## Record set
//! Worker processes.
//!
//! Workers are separate OS processes: the daemon re-executes its own binary
//! with the hidden `worker` subcommand instead of forking the running
//! reactor. Each worker inherits exactly two descriptors - its device
//! hand-off socket and the shared acknowledgment socket - so it holds no
//! references to the manager's sockets or state by construction.
//!
//! Per event, a worker takes a shared advisory lock on the device node (so
//! external tools holding the node exclusively make it skip the event),
//! applies the rules, persists the device database record, re-publishes
//! the processed device to subscribers, and sends one fixed-size ack
//! datagram. The parent authenticates acks through `SCM_CREDENTIALS`.

use std::collections::HashMap;
use std::io;
use std::os::fd::{AsFd, AsRawFd, FromRawFd, OwnedFd, RawFd};
use std::os::unix::net::UnixDatagram;
use std::os::unix::process::CommandExt;
use std::path::{Path, PathBuf};
use std::process::Command;
use std::sync::Arc;
use std::time::Duration;

use fs2::FileExt;
use nix::poll::{poll, PollFd, PollFlags, PollTimeout};
use nix::sys::signal::{kill, SigSet, Signal};
use nix::sys::signalfd::{SfdFlags, SignalFd};
use nix::sys::socket::{send, MsgFlags};
use rudev_core::config::{Config, ResolveNameTiming};
use rudev_core::control::Properties;
use rudev_core::device::DeviceRecord;
use rudev_core::engine::{Sig, WorkerControl};
use rudev_core::worker::Pid;
use tracing::{debug, warn};

use crate::db::DeviceDb;
use crate::monitor::MonitorPublisher;
use crate::rules::RulesIndex;

/// The fixed-size acknowledgment frame a worker sends per event.
pub const ACK_MESSAGE: [u8; 1] = [1];

/// Descriptor the device hand-off socket is pinned to in the child.
pub const DEVICE_FD: RawFd = 3;

/// Descriptor the acknowledgment socket is pinned to in the child.
pub const ACK_FD: RawFd = 4;

fn signal_of(sig: Sig) -> Signal {
    match sig {
        Sig::Term => Signal::SIGTERM,
        Sig::Kill => Signal::SIGKILL,
    }
}

/// Spawns worker processes and delivers devices to them.
///
/// This is the daemon-side implementation of the engine's
/// [`WorkerControl`] seam.
#[derive(Debug)]
pub struct WorkerSpawner {
    ack_tx: OwnedFd,
    channels: HashMap<Pid, UnixDatagram>,
    properties: Properties,
    config: Arc<Config>,
    log_priority: u32,
}

impl WorkerSpawner {
    /// Create a spawner.
    ///
    /// `ack_tx` is the write end of the acknowledgment socket pair, handed
    /// to every child.
    #[must_use]
    pub fn new(ack_tx: OwnedFd, config: Arc<Config>, log_priority: u32) -> Self {
        Self {
            ack_tx,
            channels: HashMap::new(),
            properties: Properties::new(),
            config,
            log_priority,
        }
    }

    /// The dynamic property table applied to future workers.
    pub fn properties_mut(&mut self) -> &mut Properties {
        &mut self.properties
    }

    /// Change the log priority future workers inherit.
    pub fn set_log_priority(&mut self, priority: u32) {
        self.log_priority = priority;
    }

    /// Drop the channel of a reaped worker.
    pub fn forget(&mut self, pid: Pid) {
        self.channels.remove(&pid);
    }
}

impl WorkerControl for WorkerSpawner {
    fn spawn_worker(&mut self, dev: &DeviceRecord) -> io::Result<Pid> {
        let (parent_sock, child_sock) = UnixDatagram::pair()?;
        parent_sock.set_nonblocking(true)?;

        let mut cmd = Command::new(std::env::current_exe()?);
        cmd.arg("worker")
            .arg("--log-priority")
            .arg(self.log_priority.to_string())
            .arg("--event-timeout")
            .arg(self.config.event_timeout.as_secs().to_string())
            .arg("--exec-delay")
            .arg(self.config.exec_delay.as_secs().to_string())
            .arg("--resolve-names")
            .arg(self.config.resolve_names.to_string());

        for (key, value) in self.properties.iter() {
            match value {
                Some(value) => {
                    cmd.env(key, value);
                }
                None => {
                    cmd.env_remove(key);
                }
            }
        }

        let device_raw = child_sock.as_raw_fd();
        let ack_raw = self.ack_tx.as_raw_fd();
        unsafe {
            // dup2 drops the close-on-exec flag, so exactly these two
            // descriptors survive into the worker.
            cmd.pre_exec(move || {
                nix::unistd::dup2(device_raw, DEVICE_FD).map_err(io::Error::from)?;
                nix::unistd::dup2(ack_raw, ACK_FD).map_err(io::Error::from)?;
                Ok(())
            });
        }

        let child = cmd.spawn()?;
        let pid = Pid::from_raw(child.id() as i32);
        drop(child_sock);

        // Hand the first device over; the datagram waits in the socket
        // until the child enters its receive loop.
        let frame = serde_json::to_vec(dev)?;
        if let Err(err) = parent_sock.send(&frame) {
            let _ = kill(nix::unistd::Pid::from_raw(pid.as_raw()), Signal::SIGKILL);
            return Err(err);
        }

        self.channels.insert(pid, parent_sock);
        Ok(pid)
    }

    fn deliver(&mut self, pid: Pid, dev: &DeviceRecord) -> io::Result<()> {
        let channel = self
            .channels
            .get(&pid)
            .ok_or_else(|| io::Error::new(io::ErrorKind::NotFound, "no channel for worker"))?;
        let frame = serde_json::to_vec(dev)?;
        channel.send(&frame)?;
        Ok(())
    }

    fn kill(&mut self, pid: Pid, sig: Sig) -> io::Result<()> {
        kill(nix::unistd::Pid::from_raw(pid.as_raw()), signal_of(sig)).map_err(io::Error::from)
    }
}

/// Arguments of the hidden `worker` subcommand.
#[derive(Debug, clap::Args)]
pub struct WorkerArgs {
    /// Log priority inherited from the manager.
    #[arg(long, default_value_t = 6)]
    pub log_priority: u32,

    /// Per-event timeout in seconds.
    #[arg(long, value_name = "SECONDS", default_value_t = 180)]
    pub event_timeout: u64,

    /// Delay before helper programs run, in seconds.
    #[arg(long, value_name = "SECONDS", default_value_t = 0)]
    pub exec_delay: u64,

    /// When to resolve user and group names.
    #[arg(long, default_value = "early", value_parser = crate::parse_resolve_names)]
    pub resolve_names: ResolveNameTiming,
}

/// Worker child entry point.
///
/// Receives devices from the manager on the inherited hand-off socket,
/// processes them one at a time, and exits on SIGTERM or when the manager
/// goes away (`PR_SET_PDEATHSIG`).
///
/// # Errors
///
/// Returns an error (and thereby a non-zero exit) on unrecoverable setup
/// or socket failures; the manager then runs the failure fan-out.
pub fn run(args: &WorkerArgs) -> anyhow::Result<()> {
    use anyhow::Context;

    // Handed over by the spawner at fixed descriptor numbers.
    let device_sock = unsafe { UnixDatagram::from_raw_fd(DEVICE_FD) };
    let ack_tx = unsafe { OwnedFd::from_raw_fd(ACK_FD) };

    let mask = SigSet::all();
    mask.thread_block().context("failed to block signals")?;
    let mut signal_fd = SignalFd::with_flags(&mask, SfdFlags::SFD_NONBLOCK | SfdFlags::SFD_CLOEXEC)
        .context("failed to create signalfd")?;

    // Die with the manager; ignore failure, there is no fallback.
    let _ = nix::sys::prctl::set_pdeathsig(Signal::SIGTERM);

    // Only the manager is protected from the OOM killer.
    if let Err(err) = std::fs::write("/proc/self/oom_score_adj", "0") {
        debug!(error = %err, "failed to reset OOM score");
    }

    let rules = RulesIndex::load(args.resolve_names).context("failed to read rules")?;
    let db = DeviceDb::new("/run/udev");
    let publisher = match MonitorPublisher::open() {
        Ok(publisher) => Some(publisher),
        Err(err) => {
            warn!(error = %err, "worker cannot publish processed events");
            None
        }
    };
    let exec_delay = Duration::from_secs(args.exec_delay);

    let mut buf = vec![0u8; 128 * 1024];
    loop {
        let mut poll_fds = [
            PollFd::new(device_sock.as_fd(), PollFlags::POLLIN),
            PollFd::new(signal_fd.as_fd(), PollFlags::POLLIN),
        ];
        match poll(&mut poll_fds, PollTimeout::NONE) {
            Ok(_) => {}
            Err(nix::errno::Errno::EINTR) => continue,
            Err(err) => return Err(err).context("failed to poll"),
        }

        let device_ready = poll_fds[0]
            .revents()
            .is_some_and(|r| r.contains(PollFlags::POLLIN));
        let signal_ready = poll_fds[1]
            .revents()
            .is_some_and(|r| r.contains(PollFlags::POLLIN));

        if signal_ready {
            if let Ok(Some(siginfo)) = signal_fd.read_signal() {
                if siginfo.ssi_signo == Signal::SIGTERM as u32
                    || siginfo.ssi_signo == Signal::SIGINT as u32
                {
                    debug!("worker exiting on signal");
                    return Ok(());
                }
            }
        }

        if device_ready {
            let len = device_sock.recv(&mut buf)?;
            let dev: DeviceRecord = match serde_json::from_slice(&buf[..len]) {
                Ok(dev) => dev,
                Err(err) => {
                    warn!(error = %err, "dropping malformed device hand-off");
                    continue;
                }
            };

            process_event(&dev, &rules, &db, publisher.as_ref(), exec_delay);

            // Tell the manager the event slot is free again. The receiving
            // side authenticates us through SCM_CREDENTIALS.
            if let Err(err) = send(ack_tx.as_raw_fd(), &ACK_MESSAGE, MsgFlags::empty()) {
                return Err(err).context("failed to send event result to manager");
            }
        }
    }
}

fn process_event(
    dev: &DeviceRecord,
    rules: &RulesIndex,
    db: &DeviceDb,
    publisher: Option<&MonitorPublisher>,
    exec_delay: Duration,
) {
    debug!(seqnum = dev.seqnum, "event running");

    let _lock = match node_lock(dev, Path::new("/sys")) {
        NodeLock::Acquired(file) => Some(file),
        NodeLock::NotNeeded => None,
        NodeLock::Busy(devnode) => {
            // Somebody holds the node exclusively; skip rule execution for
            // this event entirely, but still acknowledge it.
            debug!(
                seqnum = dev.seqnum,
                devnode = %devnode.display(),
                "device node is locked, skipping event handling"
            );
            return;
        }
    };

    if !exec_delay.is_zero() {
        std::thread::sleep(exec_delay);
    }

    rules.apply(dev);

    if let Err(err) = db.update(dev) {
        warn!(seqnum = dev.seqnum, error = %err, "failed to update device database");
    }

    if let Some(publisher) = publisher {
        if let Err(err) = publisher.publish(dev) {
            warn!(seqnum = dev.seqnum, error = %err, "failed to publish processed event");
        }
    }

    debug!(seqnum = dev.seqnum, "event processed");
}

enum NodeLock {
    Acquired(std::fs::File),
    NotNeeded,
    Busy(PathBuf),
}

/// Take the shared advisory lock serializing device access with external
/// holders. Partitions lock their parent disk's node.
fn node_lock(dev: &DeviceRecord, sysfs_root: &Path) -> NodeLock {
    if dev.is_remove() || !shall_lock_device(dev) {
        return NodeLock::NotNeeded;
    }
    let Some(devnode) = lock_target(dev, sysfs_root) else {
        return NodeLock::NotNeeded;
    };

    use std::os::unix::fs::OpenOptionsExt;
    let Ok(file) = std::fs::OpenOptions::new()
        .read(true)
        .custom_flags(nix::libc::O_NONBLOCK | nix::libc::O_NOFOLLOW | nix::libc::O_CLOEXEC)
        .open(&devnode)
    else {
        return NodeLock::NotNeeded;
    };
    if file.try_lock_shared().is_err() {
        return NodeLock::Busy(devnode);
    }
    NodeLock::Acquired(file)
}

/// Device-mapper, md and drbd nodes manage their own synchronization.
fn shall_lock_device(dev: &DeviceRecord) -> bool {
    dev.is_block()
        && !dev.sysname.starts_with("dm-")
        && !dev.sysname.starts_with("md")
        && !dev.sysname.starts_with("drbd")
}

/// The node to lock: the device's own node, or the whole disk's node for
/// partitions (looked up through sysfs).
fn lock_target(dev: &DeviceRecord, sysfs_root: &Path) -> Option<PathBuf> {
    if dev.devtype.as_deref() != Some("partition") {
        return dev.devname.as_ref().map(PathBuf::from);
    }

    let syspath = sysfs_root.join(dev.devpath.trim_start_matches('/'));
    let parent = syspath.parent()?;
    let uevent = std::fs::read_to_string(parent.join("uevent")).ok()?;
    let name = uevent
        .lines()
        .find_map(|line| line.strip_prefix("DEVNAME="))?;
    if name.starts_with('/') {
        Some(PathBuf::from(name))
    } else {
        Some(PathBuf::from("/dev").join(name))
    }
}

#[cfg(test)]
mod tests {
    use super::*;

    #[test]
    fn test_shall_lock_device() {
        let sda = DeviceRecord::builder()
            .seqnum(1)
            .devpath("/devices/host0/block/sda")
            .subsystem("block")
            .build();
        assert!(shall_lock_device(&sda));

        for name in ["dm-3", "md0", "drbd1"] {
            let dev = DeviceRecord::builder()
                .seqnum(1)
                .devpath(format!("/devices/virtual/block/{name}"))
                .subsystem("block")
                .build();
            assert!(!shall_lock_device(&dev), "{name} must not be locked");
        }

        let tty = DeviceRecord::builder()
            .seqnum(1)
            .devpath("/devices/virtual/tty/tty0")
            .subsystem("tty")
            .build();
        assert!(!shall_lock_device(&tty));
    }

    #[test]
    fn test_partition_locks_the_parent_disk() {
        let dir = tempfile::tempdir().unwrap();
        let disk = dir.path().join("devices/host0/block/sda");
        std::fs::create_dir_all(disk.join("sda1")).unwrap();
        std::fs::write(disk.join("uevent"), "MAJOR=8\nMINOR=0\nDEVNAME=sda\n").unwrap();

        let part = DeviceRecord::builder()
            .seqnum(1)
            .devpath("/devices/host0/block/sda/sda1")
            .subsystem("block")
            .devtype("partition")
            .devname("/dev/sda1")
            .build();

        assert_eq!(
            lock_target(&part, dir.path()),
            Some(PathBuf::from("/dev/sda"))
        );
    }

    #[test]
    fn test_disk_locks_its_own_node() {
        let disk = DeviceRecord::builder()
            .seqnum(1)
            .devpath("/devices/host0/block/sda")
            .subsystem("block")
            .devtype("disk")
            .devname("/dev/sda")
            .build();
        assert_eq!(
            lock_target(&disk, Path::new("/sys")),
            Some(PathBuf::from("/dev/sda"))
        );
    }

    #[test]
    fn test_busy_node_skips_event() {
        let dir = tempfile::tempdir().unwrap();
        let node = dir.path().join("sdx");
        std::fs::write(&node, b"").unwrap();

        // An external holder takes the exclusive lock.
        let holder = std::fs::File::open(&node).unwrap();
        holder.try_lock_exclusive().unwrap();

        let dev = DeviceRecord::builder()
            .seqnum(1)
            .devpath("/devices/host0/block/sdx")
            .subsystem("block")
            .devtype("disk")
            .devname(node.to_string_lossy())
            .build();

        assert!(matches!(
            node_lock(&dev, dir.path()),
            NodeLock::Busy(path) if path == node
        ));
    }
}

## Task directions
Lines of the material in which the word "external" occurs are to be copied out.

## Output of the exercise
//! external tools holding the node exclusively make it skip the event),
/// Take the shared advisory lock serializing device access with external
        // An external holder takes the exclusive lock.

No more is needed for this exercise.